(Source data)
┏━━

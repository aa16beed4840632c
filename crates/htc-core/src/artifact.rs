//! Rendered configuration artifacts

use std::collections::BTreeMap;

use chrono::{DateTime, Utc};

use crate::checksum::content_checksum;

/// Everything one render pass produces. Immutable once constructed; the
/// orchestrator caches the last artifact and the publisher and synchronizer
/// only ever read it.
#[derive(Debug, Clone, PartialEq)]
pub struct RenderedArtifact {
    /// The main HAProxy configuration file.
    pub main_config: String,
    /// Rendered map files, keyed by map name.
    pub maps: BTreeMap<String, String>,
    /// Rendered general-purpose files, keyed by file name.
    pub files: BTreeMap<String, String>,
    /// Rendered SSL certificates (PEM), keyed by certificate name.
    pub certs: BTreeMap<String, String>,
    /// `sha256:<hex>` of the main configuration.
    pub checksum: String,
    /// When the render completed.
    pub rendered_at: DateTime<Utc>,
}

impl RenderedArtifact {
    /// Build an artifact, computing the main-config checksum.
    pub fn new(
        main_config: String,
        maps: BTreeMap<String, String>,
        files: BTreeMap<String, String>,
        certs: BTreeMap<String, String>,
    ) -> Self {
        let checksum = content_checksum(&main_config);
        Self {
            main_config,
            maps,
            files,
            certs,
            checksum,
            rendered_at: Utc::now(),
        }
    }
}

#[cfg(test)]
mod tests {
    use super::*;

    #[test]
    fn checksum_covers_main_config_only() {
        let a = RenderedArtifact::new("global\n".into(), BTreeMap::new(), BTreeMap::new(), BTreeMap::new());
        let mut maps = BTreeMap::new();
        maps.insert("hosts.map".to_string(), "example.com backend1\n".to_string());
        let b = RenderedArtifact::new("global\n".into(), maps, BTreeMap::new(), BTreeMap::new());
        assert_eq!(a.checksum, b.checksum);
    }
}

┗━━

> [Work instruction]:
The response should be a verbatim transcription of the data.

> [Solution]:
repository aa16beed4840632c
filename crates/htc-core/src/artifact.rs
//! Rendered configuration artifacts

use std::collections::BTreeMap;

use chrono::{DateTime, Utc};

use crate::checksum::content_checksum;

/// Everything one render pass produces. Immutable once constructed; the
/// orchestrator caches the last artifact and the publisher and synchronizer
/// only ever read it.
#[derive(Debug, Clone, PartialEq)]
pub struct RenderedArtifact {
    /// The main HAProxy configuration file.
    pub main_config: String,
    /// Rendered map files, keyed by map name.
    pub maps: BTreeMap<String, String>,
    /// Rendered general-purpose files, keyed by file name.
    pub files: BTreeMap<String, String>,
    /// Rendered SSL certificates (PEM), keyed by certificate name.
    pub certs: BTreeMap<String, String>,
    /// `sha256:<hex>` of the main configuration.
    pub checksum: String,
    /// When the render completed.
    pub rendered_at: DateTime<Utc>,
}

impl RenderedArtifact {
    /// Build an artifact, computing the main-config checksum.
    pub fn new(
        main_config: String,
        maps: BTreeMap<String, String>,
        files: BTreeMap<String, String>,
        certs: BTreeMap<String, String>,
    ) -> Self {
        let checksum = content_checksum(&main_config);
        Self {
            main_config,
            maps,
            files,
            certs,
            checksum,
            rendered_at: Utc::now(),
        }
    }
}

#[cfg(test)]
mod tests {
    use super::*;

    #[test]
    fn checksum_covers_main_config_only() {
        let a = RenderedArtifact::new("global\n".into(), BTreeMap::new(), BTreeMap::new(), BTreeMap::new());
        let mut maps = BTreeMap::new();
        maps.insert("hosts.map".to_string(), "example.com backend1\n".to_string());
        let b = RenderedArtifact::new("global\n".into(), maps, BTreeMap::new(), BTreeMap::new());
        assert_eq!(a.checksum, b.checksum);
    }
}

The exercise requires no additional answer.